The reference to impotence and capitalism is intentional. The problem is the inhabitants of Fuchsia's British Gormanghast, privileged and public schooled, assume that this is normality. They smile at  Buckingham Palace and Alice, without defeasement. Instead, imagining diffusing, imagining, like Werner Herzog, that she builds bridges by writing of the symbol of the leaning tower. She thinks her readership is unconscious, and thinks she whispers to them in their 21st century big asleep.

A few years ago, after the financial crisis began a politician said said to me:

'Listen, we don't care if it's right or wrong, we just have to kick start lending again, people's lives depend on it.'

Around the leaning towers of British Gormanghast,is a shanty town. Fuchsia, writing in the Guardian, does not praise shanty towns. In her mind's eye, the people in the British Favella depend on the establishment, on Whitehall, on the City.

 Buildings like a scallop shell

How did Peake describe the people who lived in the town around the castle? They were short-lived,  violent and followed their own traditions and customs. They suffered in poverty, but understood that their welfare depended on the castle. They were very short and thin, flowered early, aged quickly, were primal, good with their hands, but not intelligent. Mervyn Peake gives the early 20th century middle class view of the ordinary people.
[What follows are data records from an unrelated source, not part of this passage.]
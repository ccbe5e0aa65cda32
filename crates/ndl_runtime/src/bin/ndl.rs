//! NDL CLI entry point.

use ndl_engine::Resolver;
use ndl_runtime::{Backend, NdlConfig, Repl, dump_json, load_script};
use std::env;
use std::path::PathBuf;
use std::process::ExitCode;
use tracing_subscriber::EnvFilter;

/// CLI configuration parsed from arguments.
#[derive(Default)]
struct CliConfig {
    script: Option<PathBuf>,
    config_path: Option<PathBuf>,
    batch_mode: bool,
    dump: bool,
    show_help: bool,
    show_version: bool,
    offline: bool,
    model: Option<String>,
    max_relay_depth: Option<u32>,
}

fn main() -> ExitCode {
    init_logging();
    let args: Vec<String> = env::args().collect();

    match run(args) {
        Ok(()) => ExitCode::SUCCESS,
        Err(e) => {
            eprintln!("\x1b[31mError: {e}\x1b[0m");
            ExitCode::FAILURE
        }
    }
}

fn init_logging() {
    let filter = EnvFilter::try_from_default_env().unwrap_or_else(|_| EnvFilter::new("warn"));
    tracing_subscriber::fmt()
        .with_env_filter(filter)
        .with_writer(std::io::stderr)
        .init();
}

fn parse_args(args: Vec<String>) -> Result<CliConfig, Box<dyn std::error::Error>> {
    let mut config = CliConfig::default();

    let mut i = 1;
    while i < args.len() {
        match args[i].as_str() {
            "-h" | "--help" => config.show_help = true,
            "-V" | "--version" => config.show_version = true,
            "-b" | "--batch" => config.batch_mode = true,
            "--dump" => config.dump = true,
            "--offline" => config.offline = true,
            "-c" | "--config" => {
                i += 1;
                if i >= args.len() {
                    return Err("--config requires a path".into());
                }
                config.config_path = Some(PathBuf::from(&args[i]));
            }
            "--model" => {
                i += 1;
                if i >= args.len() {
                    return Err("--model requires a value".into());
                }
                config.model = Some(args[i].clone());
            }
            "--max-relay-depth" => {
                i += 1;
                if i >= args.len() {
                    return Err("--max-relay-depth requires a value".into());
                }
                config.max_relay_depth = Some(
                    args[i]
                        .parse()
                        .map_err(|_| format!("invalid --max-relay-depth value: {}", args[i]))?,
                );
            }
            arg if arg.starts_with('-') => {
                return Err(format!("unknown option: {arg}").into());
            }
            path => {
                if config.script.is_some() {
                    return Err(format!("unexpected argument: {path}").into());
                }
                config.script = Some(PathBuf::from(path));
            }
        }
        i += 1;
    }

    Ok(config)
}

fn settings(cli: &CliConfig) -> Result<NdlConfig, Box<dyn std::error::Error>> {
    let mut config = NdlConfig::load(cli.config_path.as_deref())?;
    if let Some(model) = &cli.model {
        config = config.with_model(model.clone());
    }
    if let Some(depth) = cli.max_relay_depth {
        config = config.with_max_relay_depth(depth);
    }
    if cli.offline {
        config = config.offline();
    }
    config.validate()?;
    Ok(config)
}

fn run(args: Vec<String>) -> Result<(), Box<dyn std::error::Error>> {
    let cli = parse_args(args)?;

    if cli.show_help {
        print_help();
        return Ok(());
    }

    if cli.show_version {
        println!("ndl {}", env!("CARGO_PKG_VERSION"));
        return Ok(());
    }

    let Some(path) = &cli.script else {
        return Err("no script given (see --help)".into());
    };
    let config = settings(&cli)?;

    let loaded = load_script(path)?;
    for diagnostic in &loaded.diagnostics {
        eprintln!("\x1b[33mWarning: {diagnostic}\x1b[0m");
        if let Some(context) = &diagnostic.context {
            eprintln!("  {context}");
        }
    }

    if cli.dump {
        println!("{}", dump_json(&loaded.registry)?);
    }

    if cli.batch_mode {
        println!(
            "Loaded {} NPC(s) with {} diagnostic(s).",
            loaded.registry.len(),
            loaded.diagnostics.len()
        );
        return Ok(());
    }

    let backend = Backend::from_config(&config.generator)?;
    let resolver = Resolver::new(loaded.registry, backend).with_config(config.resolver);
    let mut repl = Repl::new(resolver)?;
    if cli.dump {
        repl = repl.without_banner();
    }

    repl.run()?;
    Ok(())
}

fn print_help() {
    println!(
        "\x1b[1mNDL\x1b[0m - NPC Definition Language interpreter

\x1b[1mUSAGE:\x1b[0m
    ndl [OPTIONS] <SCRIPT>

\x1b[1mARGUMENTS:\x1b[0m
    <SCRIPT>    NDL file to load before starting the console

\x1b[1mOPTIONS:\x1b[0m
    -h, --help               Print help information
    -V, --version            Print version information
    -b, --batch              Load the script, report, and exit
    --dump                   Print parsed NPCs as JSON
    -c, --config PATH        Read settings from PATH instead of ndl.toml
    --model NAME             Ollama model for fallback rules
    --max-relay-depth N      Limit NPC-to-NPC relay hops
    --offline                Do not contact Ollama; fallback rules fail

\x1b[1mENVIRONMENT:\x1b[0m
    NDL_CONFIG_PATH          Alternate configuration file
    NDL_GENERATOR__MODEL     Any setting, nested with __
    RUST_LOG                 Log filter (default: warn)

\x1b[1mEXAMPLES:\x1b[0m
    ndl tavern.ndl                   Load tavern.ndl, then talk
    ndl -b tavern.ndl                Check tavern.ndl and exit
    ndl --dump -b tavern.ndl         Show parsed NPCs
    ndl --offline tavern.ndl         Talk without a generator

\x1b[1mCONSOLE COMMANDS:\x1b[0m
    switch               Pick a different NPC
    quit                 Leave the conversation; at the NPC prompt, exit
    Ctrl+D               Exit
    Ctrl+C               Cancel current input"
    );
}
Fuchsia's view of ordinary people.

There is nothing so much denies the humanity and equality of another human being as charity. The charity of a white European, for example, for a poor African. It embeds paternalism and a sense of superiority. The acceptance of dancing gratitude - revolting! The people of the town say thank you to the people in Gormanghast.

Nothing so unseemly as the attitude of a British bourgeois towards a working class handyman, the embarrassment of false camaraderie between classes. How that must have tottered after 1917.

It comes down to this:

Cameron and Osbourne will put the market at the centre of education and health. They will restructure the state so that the private sector controls almost all of it. The tower will seem to totter. But then along will come Ed Miliband. He will pour in the social cement. He will work out a hundred ways to make the Tory changes, that seemed so threatening initially, palatable.
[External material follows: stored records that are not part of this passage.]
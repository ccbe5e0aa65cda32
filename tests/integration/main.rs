//! Cross-layer integration tests for NDL
//!
//! Tests that verify correct interaction between multiple crates.

mod console;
Ed Miliband will cement the leaning tower in place. He will conserve all the deeply reactionary policies and marketization of education and health. He will do so just as Blair did so with Thatcher. Ameliorating here. Subsidizing here.

That is the political meaning of the editorial written by Fuchsia, an editorial on the subject of leaning towers.

Comments

Popular posts from this blog

Aerogramme from Lisa and Richard

To: Mr & Mrs J. Hall, Box 49 Eikenhof (TVL) Johannesburg Afrique du Sud. 28.3.76 Dear John and Nola, Today a week ago we were still in New Delhi with Eve and Tony and the boys and the whole thing looks like a dream. We arrived on the 28.2 in New Delhi and were happy to see the whole family fit and in good health. The boys have grown very much, Phil is just about the size of Tony and the twins are above average. We stayed untill the 22nd March, as our visa ran out and we did not want to go through all the ceremony of asking for an extension. It also got hotter and I don't know how I would have supported the heat. The extra week would also have passed, so we decided not to go to all the trouble with the authorities and leave on the 22nd. I cannot tell you how happy we have been to see such a lovely family, so happy and united. It is rare to experience sucha thing and we have both all the reasons to be proud of them (when I say goth I mean you and us ). There is su...
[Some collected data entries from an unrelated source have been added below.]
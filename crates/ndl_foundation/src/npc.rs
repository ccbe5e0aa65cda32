//! NPC records produced by the parser.
//!
//! These are fixed-shape, owned records. Order inside every list is source
//! declaration order, which is also match priority.

#[cfg(feature = "serde")]
use serde::{Deserialize, Serialize};

/// A non-player character parsed from a script.
#[derive(Clone, Debug, Default, PartialEq, Eq)]
#[cfg_attr(feature = "serde", derive(Serialize, Deserialize))]
pub struct Npc {
    /// Display name. Never empty; compared case-insensitively.
    pub name: String,
    /// Personality traits, in declaration order.
    pub traits: Vec<String>,
    /// Background memory used by the fallback prompt.
    pub memory: Option<String>,
    /// Rules answering direct player utterances.
    pub triggers: Vec<TriggerRule>,
    /// Rules relaying an utterance to another NPC.
    pub interactions: Vec<InteractionRule>,
    /// Generative fallback when nothing else matches.
    pub fallback: Option<FallbackRule>,
}

impl Npc {
    /// Creates an NPC with the given name and no traits, memory, or rules.
    #[must_use]
    pub fn new(name: impl Into<String>) -> Self {
        Self {
            name: name.into(),
            ..Self::default()
        }
    }

    /// Builder method to set traits.
    #[must_use]
    pub fn with_traits<I, S>(mut self, traits: I) -> Self
    where
        I: IntoIterator<Item = S>,
        S: Into<String>,
    {
        self.traits = traits.into_iter().map(Into::into).collect();
        self
    }

    /// Builder method to set memory.
    #[must_use]
    pub fn with_memory(mut self, memory: impl Into<String>) -> Self {
        self.memory = Some(memory.into());
        self
    }

    /// Builder method to append a trigger rule.
    #[must_use]
    pub fn with_trigger(mut self, trigger: TriggerRule) -> Self {
        self.triggers.push(trigger);
        self
    }

    /// Builder method to append an interaction rule.
    #[must_use]
    pub fn with_interaction(mut self, interaction: InteractionRule) -> Self {
        self.interactions.push(interaction);
        self
    }

    /// Builder method to set the fallback rule.
    #[must_use]
    pub fn with_fallback(mut self, fallback: FallbackRule) -> Self {
        self.fallback = Some(fallback);
        self
    }

    /// Returns true if `name` refers to this NPC (case-insensitive).
    #[must_use]
    pub fn is_named(&self, name: &str) -> bool {
        self.name.to_lowercase() == name.to_lowercase()
    }

    /// Returns the trigger events, in declaration order.
    pub fn trigger_events(&self) -> impl Iterator<Item = &str> {
        self.triggers.iter().map(|t| t.event.as_str())
    }
}

/// `on "event" "line" -> action`
#[derive(Clone, Debug, Default, PartialEq, Eq)]
#[cfg_attr(feature = "serde", derive(Serialize, Deserialize))]
pub struct TriggerRule {
    /// Keyword matched as a case-insensitive substring of the utterance.
    pub event: String,
    /// Response text.
    pub line: String,
    /// Action identifier; may be empty.
    pub action: String,
}

impl TriggerRule {
    /// Creates a new trigger rule.
    #[must_use]
    pub fn new(event: impl Into<String>, line: impl Into<String>, action: impl Into<String>) -> Self {
        Self {
            event: event.into(),
            line: line.into(),
            action: action.into(),
        }
    }

    /// Returns true if this rule's event occurs in `utterance`.
    #[must_use]
    pub fn matches(&self, utterance: &str) -> bool {
        contains_ignore_case(utterance, &self.event)
    }
}

/// `with "target" on "event" "line" -> action`
#[derive(Clone, Debug, Default, PartialEq, Eq)]
#[cfg_attr(feature = "serde", derive(Serialize, Deserialize))]
pub struct InteractionRule {
    /// Name of the NPC the line is relayed to.
    pub target: String,
    /// Keyword matched as a case-insensitive substring of the utterance.
    pub event: String,
    /// Line spoken to the target; also the relayed utterance.
    pub line: String,
    /// Action identifier; may be empty.
    pub action: String,
}

impl InteractionRule {
    /// Creates a new interaction rule.
    #[must_use]
    pub fn new(
        target: impl Into<String>,
        event: impl Into<String>,
        line: impl Into<String>,
        action: impl Into<String>,
    ) -> Self {
        Self {
            target: target.into(),
            event: event.into(),
            line: line.into(),
            action: action.into(),
        }
    }

    /// Returns true if this rule's event occurs in `utterance`.
    #[must_use]
    pub fn matches(&self, utterance: &str) -> bool {
        contains_ignore_case(utterance, &self.event)
    }
}

/// `fallback { ai "prompt" }`
#[derive(Clone, Debug, Default, PartialEq, Eq)]
#[cfg_attr(feature = "serde", derive(Serialize, Deserialize))]
pub struct FallbackRule {
    /// Prompt fragment appended to the generated context.
    pub prompt: String,
}

impl FallbackRule {
    /// Creates a new fallback rule.
    #[must_use]
    pub fn new(prompt: impl Into<String>) -> Self {
        Self {
            prompt: prompt.into(),
        }
    }
}

/// Case-insensitive substring test. An empty needle matches everything.
fn contains_ignore_case(haystack: &str, needle: &str) -> bool {
    haystack.to_lowercase().contains(&needle.to_lowercase())
}
//! Lexer for NDL scripts.
//!
//! The lexer converts source text into a stream of tokens. Quoted spans are
//! always single tokens, so nothing inside quotes (braces, keywords) is ever
//! seen by the scanner or parsers.

use crate::span::Span;
use crate::token::{Keyword, Token, TokenKind};

/// Lexer for NDL source text.
///
/// Walks an immutable buffer with an explicit byte position.
pub struct Lexer<'src> {
    /// Source text being tokenized.
    source: &'src str,
    /// Remaining source text.
    rest: &'src str,
    /// Current byte offset in source.
    position: usize,
    /// Current line number (1-based).
    line: u32,
    /// Current column number (1-based).
    column: u32,
}

impl<'src> Lexer<'src> {
    /// Creates a new lexer for the given source.
    #[must_use]
    pub fn new(source: &'src str) -> Self {
        Self {
            source,
            rest: source,
            position: 0,
            line: 1,
            column: 1,
        }
    }

    /// Returns the next token from the source.
    pub fn next_token(&mut self) -> Token {
        self.skip_whitespace();

        let start = self.position;
        let start_line = self.line;
        let start_column = self.column;

        let Some(c) = self.peek_char() else {
            return Token::new(
                TokenKind::Eof,
                Span::new(start, start, start_line, start_column),
            );
        };

        let kind = match c {
            '{' => self.single(TokenKind::LBrace),
            '}' => self.single(TokenKind::RBrace),
            '[' => self.single(TokenKind::LBracket),
            ']' => self.single(TokenKind::RBracket),
            ',' => self.single(TokenKind::Comma),
            ':' => self.single(TokenKind::Colon),
            ';' => self.single(TokenKind::Semicolon),
            '-' => {
                self.advance();
                if self.peek_char() == Some('>') {
                    self.advance();
                    TokenKind::Arrow
                } else {
                    TokenKind::Punct('-')
                }
            }
            '"' | '\'' => self.scan_string(c),
            c if c.is_alphanumeric() => self.scan_word(),
            c => self.single(TokenKind::Punct(c)),
        };

        Token::new(
            kind,
            Span::new(start, self.position, start_line, start_column),
        )
    }

    /// Tokenizes all source and returns a vector of tokens ending in `Eof`.
    #[must_use]
    pub fn tokenize_all(source: &str) -> Vec<Token> {
        let mut lexer = Lexer::new(source);
        let mut tokens = Vec::new();
        loop {
            let token = lexer.next_token();
            let is_eof = token.kind == TokenKind::Eof;
            tokens.push(token);
            if is_eof {
                break;
            }
        }
        tokens
    }

    /// Peeks at the next character without consuming it.
    fn peek_char(&self) -> Option<char> {
        self.rest.chars().next()
    }

    /// Advances past the next character.
    fn advance(&mut self) {
        if let Some(c) = self.peek_char() {
            let len = c.len_utf8();
            self.rest = &self.rest[len..];
            self.position += len;
            if c == '\n' {
                self.line += 1;
                self.column = 1;
            } else {
                self.column += 1;
            }
        }
    }

    /// Consumes one character and returns `kind`.
    fn single(&mut self, kind: TokenKind) -> TokenKind {
        self.advance();
        kind
    }

    /// Skips whitespace characters.
    fn skip_whitespace(&mut self) {
        while self.peek_char().is_some_and(char::is_whitespace) {
            self.advance();
        }
    }

    /// Scans a quoted span opened by `quote`.
    ///
    /// Only the same quote character closes the span; there are no escapes.
    fn scan_string(&mut self, quote: char) -> TokenKind {
        self.advance(); // consume opening quote
        let start = self.position;
        loop {
            match self.peek_char() {
                Some(c) if c == quote => {
                    let text = self.source[start..self.position].to_string();
                    self.advance();
                    return TokenKind::String(text);
                }
                Some(_) => self.advance(),
                None => return TokenKind::Error("unterminated string literal".into()),
            }
        }
    }

    /// Scans an identifier or keyword.
    fn scan_word(&mut self) -> TokenKind {
        let start = self.position;
        while self.peek_char().is_some_and(char::is_alphanumeric) {
            self.advance();
        }
        let word = &self.source[start..self.position];
        match Keyword::from_ident(word) {
            Some(keyword) => TokenKind::Keyword(keyword),
            None => TokenKind::Ident(word.to_string()),
        }
    }
}
//! Integration tests for the lexer
//!
//! Tests tokenization of NDL source text.

use ndl_language::{Keyword, Lexer, TokenKind};

fn kinds(source: &str) -> Vec<TokenKind> {
    Lexer::tokenize_all(source)
        .into_iter()
        .map(|t| t.kind)
        .collect()
}

// =============================================================================
// Basic Tokens
// =============================================================================

#[test]
fn tokenize_empty() {
    assert_eq!(kinds(""), vec![TokenKind::Eof]);
    assert_eq!(kinds("   \n\t "), vec![TokenKind::Eof]);
}

#[test]
fn tokenize_punctuation() {
    assert_eq!(
        kinds("{ } [ ] , : ; ->"),
        vec![
            TokenKind::LBrace,
            TokenKind::RBrace,
            TokenKind::LBracket,
            TokenKind::RBracket,
            TokenKind::Comma,
            TokenKind::Colon,
            TokenKind::Semicolon,
            TokenKind::Arrow,
            TokenKind::Eof,
        ]
    );
}

#[test]
fn tokenize_lone_dash() {
    assert_eq!(
        kinds("- >"),
        vec![TokenKind::Punct('-'), TokenKind::Punct('>'), TokenKind::Eof]
    );
}

#[test]
fn tokenize_keywords() {
    let tokens = kinds("npc traits memory dialogue on with fallback ai");
    let keywords: Vec<_> = Keyword::ALL.iter().copied().map(TokenKind::Keyword).collect();
    assert_eq!(&tokens[..8], keywords.as_slice());
}

#[test]
fn keywords_are_case_sensitive() {
    assert_eq!(kinds("NPC")[0], TokenKind::Ident("NPC".to_string()));
    assert_eq!(kinds("On")[0], TokenKind::Ident("On".to_string()));
}

#[test]
fn keywords_are_whole_words() {
    assert_eq!(kinds("npcs")[0], TokenKind::Ident("npcs".to_string()));
    assert_eq!(kinds("onward")[0], TokenKind::Ident("onward".to_string()));
    assert_eq!(kinds("within")[0], TokenKind::Ident("within".to_string()));
}

// =============================================================================
// Strings
// =============================================================================

#[test]
fn tokenize_double_and_single_quotes() {
    assert_eq!(
        kinds(r#""Old Tom" 'Mira'"#),
        vec![
            TokenKind::String("Old Tom".to_string()),
            TokenKind::String("Mira".to_string()),
            TokenKind::Eof,
        ]
    );
}

#[test]
fn other_quote_is_literal_inside_string() {
    assert_eq!(
        kinds(r#""don't" 'say "hi"'"#)[..2],
        [
            TokenKind::String("don't".to_string()),
            TokenKind::String("say \"hi\"".to_string()),
        ]
    );
}

#[test]
fn braces_and_keywords_inside_strings_are_text() {
    assert_eq!(
        kinds(r#""{ npc on } memory""#),
        vec![
            TokenKind::String("{ npc on } memory".to_string()),
            TokenKind::Eof
        ]
    );
}

#[test]
fn unterminated_string_is_an_error_token() {
    let tokens = kinds(r#"npc "Bob { }"#);
    assert_eq!(tokens[0], TokenKind::Keyword(Keyword::Npc));
    assert!(matches!(tokens[1], TokenKind::Error(_)));
    assert_eq!(tokens.last(), Some(&TokenKind::Eof));
}

// =============================================================================
// Positions
// =============================================================================

#[test]
fn spans_track_lines_and_columns() {
    let tokens = Lexer::tokenize_all("npc \"A\" {\n  dialogue {\n  }\n}");
    let dialogue = &tokens[3];
    assert_eq!(dialogue.kind, TokenKind::Keyword(Keyword::Dialogue));
    assert_eq!((dialogue.span.line, dialogue.span.column), (2, 3));
}

#[test]
fn span_text_round_trips_source() {
    let source = r#"on "hi" -> wave"#;
    let tokens = Lexer::tokenize_all(source);
    assert_eq!(tokens[1].text(source), "\"hi\"");
    assert_eq!(tokens[2].text(source), "->");
    assert_eq!(tokens[3].text(source), "wave");
}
Guardian books blog fringe: Norman Mailer

FLASHING THE GUARDIAN -- A BOOKS BLOGGERS' REBELLION :  The unheroic censor with a death wish Part 1: In which Norman Mailer stars in an experiment in search engine optimisation By ACCIACCATURE 3 February 2009 When Norman Mailer died in 2007, informed opinion – in the blogosphere, people who had read at least two of his books – was split. The army of readers who saw him as one of the most despicable misogynists writing fiction in the 20th century was perfectly matched by warriors on the other side, who raged that the label wasn’t just unwarranted but tantamount to heinous calumny. Before commenters returned to bitching-as-usual, tempers were lost on literary sites all over the net in debating temperatures high enough to bring to mind tiles burning off space shuttles re-entering Earth’s atmosphere. After I'd agreed to a spontaneous suggestion by our good friend Sean Murray -- a pioneer and stalwart of the comments section of The Guardian’s books blog – that we re-...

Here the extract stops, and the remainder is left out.